Don Burns, General Manager of DirectMail.com’s Cut Sheet Division, is one of several employees leading the firm’s environmental efforts. He says, “My primary concern is saving trees. Simple steps, such as our practice of encouraging customers to use recycled paper, can have a major impact. In one recent job, the customer’s choice of 1,700 lb of recycled vs. virgin fiber paper translated to eight trees saved, 24 lb of waterborne waste and 384 lb of solid waste not created, 3,466 gal of wastewater flow avoided, 755 lb of net greenhouse gases prevented and 5.8 million BTUs of energy not consumed, according to an environmental calculator.”
While DirectMail.com does not keep detailed statistics on all its green initiatives, the firm proudly releases the following 2009 data:
• Over 500,000 individuals on DirectMail.com’s national Do Not Mail registry did not receive direct mail pieces, saving untold energy, trees and pollution
• Recycled more than
* 1.4 million lb of paper and 167,000 lb of cardboard
* 24,000 lb of aluminum
* 55 gal of waste ink and other chemicals
* 8 skids of electronic equipment
• Reduced monthly electricity usage by approximately 12.3%
• Avoided over 4,900 lb of carbon dioxide emissions, according to EnerNoc, by agreeing to make available 3800 kW hours of energy. In addition, helped avoid local blackouts and stabilize energy rates.

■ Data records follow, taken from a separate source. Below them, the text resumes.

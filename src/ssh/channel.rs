//! Channel setup helpers: opening a PTY shell channel or a non-interactive
//! exec channel, applying the allow-listed environment along the way.
//! Generalizes the teacher's single hardcoded "standard/linux/cisco"
//! fallback chain (`ssh/session.rs`) into one path parameterized by
//! `ShellOptions`, since this gateway targets arbitrary hosts rather than
//! a fixed set of network-device shells.

use std::collections::HashMap;

use ssh2::{Channel, Session};
use tracing::{debug, warn};

use super::error::SshError;

#[derive(Debug, Clone)]
pub struct ShellOptions {
    pub term: String,
    pub rows: u32,
    pub cols: u32,
}

fn apply_environment(channel: &mut Channel, env: &HashMap<String, String>) {
    for (k, v) in env {
        // Most sshd configurations reject all but an `AcceptEnv`-listed
        // subset; a failure here is expected and not fatal to the
        // session, so it's logged at debug rather than surfaced.
        if let Err(e) = channel.setenv(k, v) {
            debug!(key = %k, error = %e, "server rejected environment variable");
        }
    }
}

/// Opens an interactive PTY shell channel with the given terminal
/// geometry and allow-listed environment (spec.md §4.3 `shell()`).
pub fn open_shell_channel(
    session: &Session,
    opts: &ShellOptions,
    env: &HashMap<String, String>,
) -> Result<Channel, SshError> {
    let mut channel = session.channel_session()?;
    apply_environment(&mut channel, env);
    channel.request_pty(&opts.term, None, Some((opts.cols, opts.rows, 0, 0)))?;
    channel.shell()?;
    Ok(channel)
}

/// Opens a non-interactive exec channel, optionally with a PTY attached
/// (spec.md §4.5 `exec{pty?}`).
pub fn open_exec_channel(
    session: &Session,
    command: &str,
    pty: Option<&ShellOptions>,
    env: &HashMap<String, String>,
) -> Result<Channel, SshError> {
    let mut channel = session.channel_session()?;
    apply_environment(&mut channel, env);
    if let Some(opts) = pty {
        channel.request_pty(&opts.term, None, Some((opts.cols, opts.rows, 0, 0)))?;
    }
    channel.exec(command)?;
    Ok(channel)
}

/// Sends a window-change request for an already-open PTY channel.
/// No-op (per spec.md §4.3 `resizeTerminal`) is the caller's job to
/// enforce when no shell is open; this function assumes one is.
pub fn resize(channel: &mut Channel, rows: u32, cols: u32) -> Result<(), SshError> {
    channel
        .request_pty_size(cols, rows, None, None)
        .map_err(SshError::from)
        .inspect_err(|e| warn!(error = %e, "pty resize failed"))
}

DirectMail.com Principal Kirk Swain comments, “We strive always to be a good citizen of Calvert County, contributing to the well-being of residents while minimizing the environmental impact of our operations as much as possible. These data indicate our efforts are having a measurable impact that adds to the overall quality of life in the county and the nation as a whole.”